# Bubbles crafting Manga-Library Wall!



## peachycrossing9 (Apr 12, 2020)

Cutie pie, Bubbles is currently crafting the *Manga-Library Wall DIY!*

If you would like to come learn the recipe, I will be sending out dodo codes to *10 *people. (Only 10 because I have people at my island a lot already today).

Leave a reply to this thread if you would like to visit. Please leave your in-game name and name of island in your reply. 

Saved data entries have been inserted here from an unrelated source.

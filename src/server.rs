// src/server.rs
//
// WebSocket listener for the browser control UI.
//
// Accepts one peer at a time and runs the bridge loop for it; the serial
// device is lent to exactly one bridge at any moment, so device access is
// serialized by construction. The socket is adapted to the bridge's text
// channels by a pair of pump tasks.

use futures::{SinkExt, StreamExt};
use tokio::net::TcpListener;
use tokio::sync::{mpsc, watch};
use tokio_tungstenite::tungstenite::Message;

use crate::bridge::{run_bridge, BridgeConfig, BridgeEnd};
use crate::io::serial::ByteDevice;
use crate::io::IoError;

/// Capacity of the text channels between the socket pumps and the bridge
const CHANNEL_CAPACITY: usize = 32;

/// Accept WebSocket peers and bridge each one to the serial device.
///
/// Returns `Ok` when the shutdown signal fires and `Err` on a fatal device
/// fault - the device has no resync mechanism, so the process cannot
/// usefully keep listening once it fails.
pub async fn run_server<D: ByteDevice>(
    listener: TcpListener,
    mut device: D,
    config: BridgeConfig,
    mut shutdown: watch::Receiver<bool>,
) -> Result<(), IoError> {
    loop {
        let (stream, peer_addr) = tokio::select! {
            res = listener.accept() => match res {
                Ok(conn) => conn,
                Err(e) => {
                    tlog!("[server] Accept failed: {}", e);
                    continue;
                }
            },
            changed = shutdown.changed() => {
                if changed.is_err() || *shutdown.borrow() {
                    return Ok(());
                }
                continue;
            }
        };

        let socket = match tokio_tungstenite::accept_async(stream).await {
            Ok(ws) => ws,
            Err(e) => {
                tlog!("[server] WebSocket handshake with {} failed: {}", peer_addr, e);
                continue;
            }
        };

        tlog!("[server] Connected to web interface at {}", peer_addr);

        let (mut ws_sink, mut ws_stream) = socket.split();
        let (inbound_tx, inbound_rx) = mpsc::channel::<String>(CHANNEL_CAPACITY);
        let (outbound_tx, mut outbound_rx) = mpsc::channel::<String>(CHANNEL_CAPACITY);

        // Socket -> bridge. Only text messages carry commands; tungstenite
        // answers pings itself and everything else is ignored.
        let reader = tokio::spawn(async move {
            while let Some(msg) = ws_stream.next().await {
                match msg {
                    Ok(Message::Text(txt)) => {
                        if inbound_tx.send(txt.as_str().to_string()).await.is_err() {
                            break;
                        }
                    }
                    Ok(Message::Close(_)) | Err(_) => break,
                    Ok(_) => {}
                }
            }
        });

        // Bridge -> socket. Ends when the bridge drops its sender.
        let writer = tokio::spawn(async move {
            while let Some(line) = outbound_rx.recv().await {
                if ws_sink.send(Message::text(line)).await.is_err() {
                    break;
                }
            }
            let _ = ws_sink.close().await;
        });

        let result = run_bridge(
            &mut device,
            inbound_rx,
            outbound_tx,
            &config,
            shutdown.clone(),
        )
        .await;

        // The reader may still be parked on a live socket (shutdown or
        // device fault); the writer drains and closes once its channel ends.
        reader.abort();
        let _ = writer.await;

        match result {
            Ok(BridgeEnd::PeerClosed) => {
                tlog!("[server] Disconnected from web interface at {}", peer_addr);
            }
            Ok(BridgeEnd::Shutdown) => return Ok(()),
            Err(e) => {
                tlog!("[server] Fatal device fault: {}", e);
                return Err(e);
            }
        }
    }
}

// ============================================================================
// Tests
// ============================================================================

#[cfg(test)]
mod tests {
    use super::*;
    use crate::io::serial::device::testing::ScriptedDevice;
    use futures::{SinkExt, StreamExt};
    use tokio_tungstenite::connect_async;

    async fn start_server(
        device: ScriptedDevice,
    ) -> (std::net::SocketAddr, watch::Sender<bool>, tokio::task::JoinHandle<Result<(), IoError>>) {
        let listener = TcpListener::bind("127.0.0.1:0").await.unwrap();
        let addr = listener.local_addr().unwrap();
        let (shutdown_tx, shutdown_rx) = watch::channel(false);
        let handle = tokio::spawn(run_server(
            listener,
            device,
            BridgeConfig::default(),
            shutdown_rx,
        ));
        (addr, shutdown_tx, handle)
    }

    #[tokio::test]
    async fn test_end_to_end_command_and_diagnostic() {
        let device = ScriptedDevice::emitting(b"OK\n");
        let written = device.written_handle();
        let (addr, shutdown_tx, handle) = start_server(device).await;

        let (mut socket, _) = connect_async(format!("ws://{}", addr)).await.unwrap();
        socket
            .send(Message::text(r#"{"servos":{"0":255}}"#))
            .await
            .unwrap();

        // The drain pass after the command forwards the device line.
        let reply = socket.next().await.unwrap().unwrap();
        assert_eq!(reply, Message::text("OK"));
        assert_eq!(*written.lock().unwrap(), vec![0x02, 0x01, 0xFF, 0xFF]);

        socket.close(None).await.unwrap();
        shutdown_tx.send(true).unwrap();
        handle.await.unwrap().unwrap();
    }

    #[tokio::test]
    async fn test_server_survives_peer_disconnect() {
        let device = ScriptedDevice::emitting(b"hello\nagain\n");
        let (addr, shutdown_tx, handle) = start_server(device).await;

        // First peer connects, triggers a drain, and leaves.
        let (mut first, _) = connect_async(format!("ws://{}", addr)).await.unwrap();
        first
            .send(Message::text(r#"{"servos":{"0":1}}"#))
            .await
            .unwrap();
        assert_eq!(first.next().await.unwrap().unwrap(), Message::text("hello"));
        first.close(None).await.unwrap();

        // Second peer is accepted against the same device.
        let (mut second, _) = connect_async(format!("ws://{}", addr)).await.unwrap();
        second
            .send(Message::text(r#"{"servos":{"0":2}}"#))
            .await
            .unwrap();
        assert_eq!(second.next().await.unwrap().unwrap(), Message::text("again"));
        second.close(None).await.unwrap();

        shutdown_tx.send(true).unwrap();
        handle.await.unwrap().unwrap();
    }

    #[tokio::test]
    async fn test_shutdown_without_peer() {
        let device = ScriptedDevice::quiet();
        let (_addr, shutdown_tx, handle) = start_server(device).await;

        shutdown_tx.send(true).unwrap();
        handle.await.unwrap().unwrap();
    }
}
// src/bridge.rs
//
// Per-connection bridge loop.
//
// Translates browser JSON command messages into binary frames on the serial
// device and forwards device diagnostic lines back to the browser. One bridge
// owns the device for the lifetime of one peer connection; outbound frames
// are rate-limited by real elapsed time while inbound data is drained on
// every loop iteration so a burst of commands can never starve it.

use std::time::Duration;

use serde::Deserialize;
use tokio::sync::{mpsc, watch};
use tokio::time::Instant;

use crate::io::codec::{encode_frame, payload_from_values, SERVO_START_FLAG};
use crate::io::IoError;
use crate::io::serial::{read_line, ByteDevice, LINE_IDLE_TIMEOUT};

// ============================================================================
// Types and Configuration
// ============================================================================

/// Bridge loop configuration
#[derive(Clone, Debug)]
pub struct BridgeConfig {
    /// Upper bound on outbound frame rate. The browser emits one message per
    /// rendered frame (roughly the monitor refresh rate); messages arriving
    /// faster than this are skipped, not queued.
    pub messages_per_second: u32,
    /// Abandon an in-progress device line after this long without a byte
    pub idle_timeout: Duration,
}

impl Default for BridgeConfig {
    fn default() -> Self {
        BridgeConfig {
            messages_per_second: 50,
            idle_timeout: LINE_IDLE_TIMEOUT,
        }
    }
}

impl BridgeConfig {
    /// Minimum interval between two outbound frames. A zero rate is
    /// clamped to one message per second rather than dividing by zero.
    pub fn min_frame_interval(&self) -> Duration {
        Duration::from_secs_f64(1.0 / self.messages_per_second.max(1) as f64)
    }
}

/// Decoded peer command message. Extra top-level fields (e.g. a future
/// "motors" mapping) are ignored.
#[derive(Deserialize)]
struct CommandMessage {
    /// Servo channel id -> PWM value, in document order
    servos: serde_json::Map<String, serde_json::Value>,
}

/// Why the bridge loop ended
#[derive(Debug, PartialEq)]
pub enum BridgeEnd {
    /// Peer channel closed (normal)
    PeerClosed,
    /// Shutdown signal received (normal)
    Shutdown,
}

// ============================================================================
// Command Decoding
// ============================================================================

/// Extract the servo payload from a peer message.
///
/// `Ok(None)` is the tolerated no-op: bad JSON, missing `servos`, a value
/// that is not an integer, or an empty mapping. `Err` is the recoverable
/// encoder precondition failure (value outside 0-255) which drops this one
/// frame without ending the connection.
fn servo_payload(message: &str) -> Result<Option<Vec<u8>>, IoError> {
    let command: CommandMessage = match serde_json::from_str(message) {
        Ok(c) => c,
        Err(_) => return Ok(None),
    };

    let mut values = Vec::with_capacity(command.servos.len());
    for value in command.servos.values() {
        match value.as_i64() {
            Some(v) => values.push(v),
            None => return Ok(None),
        }
    }

    if values.is_empty() {
        return Ok(None);
    }

    payload_from_values(&values).map(Some)
}

// ============================================================================
// Bridge Loop
// ============================================================================

/// Run the bridge for one peer connection.
///
/// Suspends only while awaiting the next peer message or the shutdown
/// signal. Returns `Ok` on normal termination (peer gone or shutdown) and
/// `Err` on a device-level fault, which the caller must treat as fatal -
/// the byte stream has no mid-stream resynchronization mechanism.
pub async fn run_bridge<D: ByteDevice>(
    device: &mut D,
    mut inbound: mpsc::Receiver<String>,
    outbound: mpsc::Sender<String>,
    config: &BridgeConfig,
    mut shutdown: watch::Receiver<bool>,
) -> Result<BridgeEnd, IoError> {
    let min_interval = config.min_frame_interval();
    // Timestamp of the last frame actually sent. None until the first send,
    // so the first command is never rate-skipped. Skipped and malformed
    // messages do not advance it.
    let mut last_sent: Option<Instant> = None;

    loop {
        let message = tokio::select! {
            msg = inbound.recv() => match msg {
                Some(msg) => msg,
                None => return Ok(BridgeEnd::PeerClosed),
            },
            changed = shutdown.changed() => {
                // A dropped sender means the owner is gone; stop either way.
                if changed.is_err() || *shutdown.borrow() {
                    return Ok(BridgeEnd::Shutdown);
                }
                continue;
            }
        };

        let within_window = last_sent
            .map(|at| at.elapsed() < min_interval)
            .unwrap_or(false);

        if !within_window {
            // Encoder failures (out-of-range value, oversized payload) are
            // frame-local and recoverable; only device faults end the
            // connection.
            let frame = servo_payload(&message).and_then(|payload| match payload {
                Some(payload) => encode_frame(SERVO_START_FLAG, &payload).map(Some),
                None => Ok(None),
            });
            match frame {
                Ok(Some(frame)) => {
                    device.write_all(&frame)?;
                    last_sent = Some(Instant::now());
                }
                Ok(None) => {
                    // Tolerated no-op: nothing to send for this message.
                }
                Err(e) if !e.is_fatal() => {
                    tlog!("[bridge] Dropping frame: {}", e);
                }
                Err(e) => return Err(e),
            }
        }

        // Drain pass runs on every iteration, sent or skipped, so inbound
        // diagnostics are never queued behind a burst of outbound traffic.
        if let Some(line) = read_line(device, config.idle_timeout).await? {
            if outbound.send(line).await.is_err() {
                return Ok(BridgeEnd::PeerClosed);
            }
        }
    }
}

// ============================================================================
// Tests
// ============================================================================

I will show you to where Bubbles lives. Please be respectful of my Island. *Don't touch the flowers, fruit trees or money trees. You will be kicked. *

Please leave right after getting the recipe. *The shops are open, but they are off limits. *

My in-game name is Aimee. My island is Liliana.


----------



## p e p p e r (Apr 12, 2020)

i’d love to visit, thank you!

Pepper 
Island: Halloween


----------



## deadsire (Apr 12, 2020)

Meee please robb.. bluesy


----------



## Chibin (Apr 12, 2020)

I'd like to visit!
IGN: Maru
Island: o.o


----------



## Tasuot (Apr 12, 2020)

Hi there! Would love to come over and visit

Erick from Westwood


----------



## Divinityy (Apr 12, 2020)

hi i would love to come and visit! im jes from valentia ^^


----------



## shirocha (Apr 12, 2020)

Hi! May I please visit?
Catie from Wetlands


----------



## peachycrossing9 (Apr 12, 2020)

*Please make sure to come promptly once you have been given the dodo code *


----------



## Savato (Apr 12, 2020)

I'll like to join
Savato from Skypiea


----------



## tinsel (Apr 12, 2020)

I'd like to join please!

tinsel from Morning


----------



## infamant (Apr 12, 2020)

Still open? Infamant from Psyche


----------



## mkyoshi7 (Apr 12, 2020)

I’d like to stop by when possible!

ign: Alex
Island: Orsterra


----------



## peachycrossing9 (Apr 12, 2020)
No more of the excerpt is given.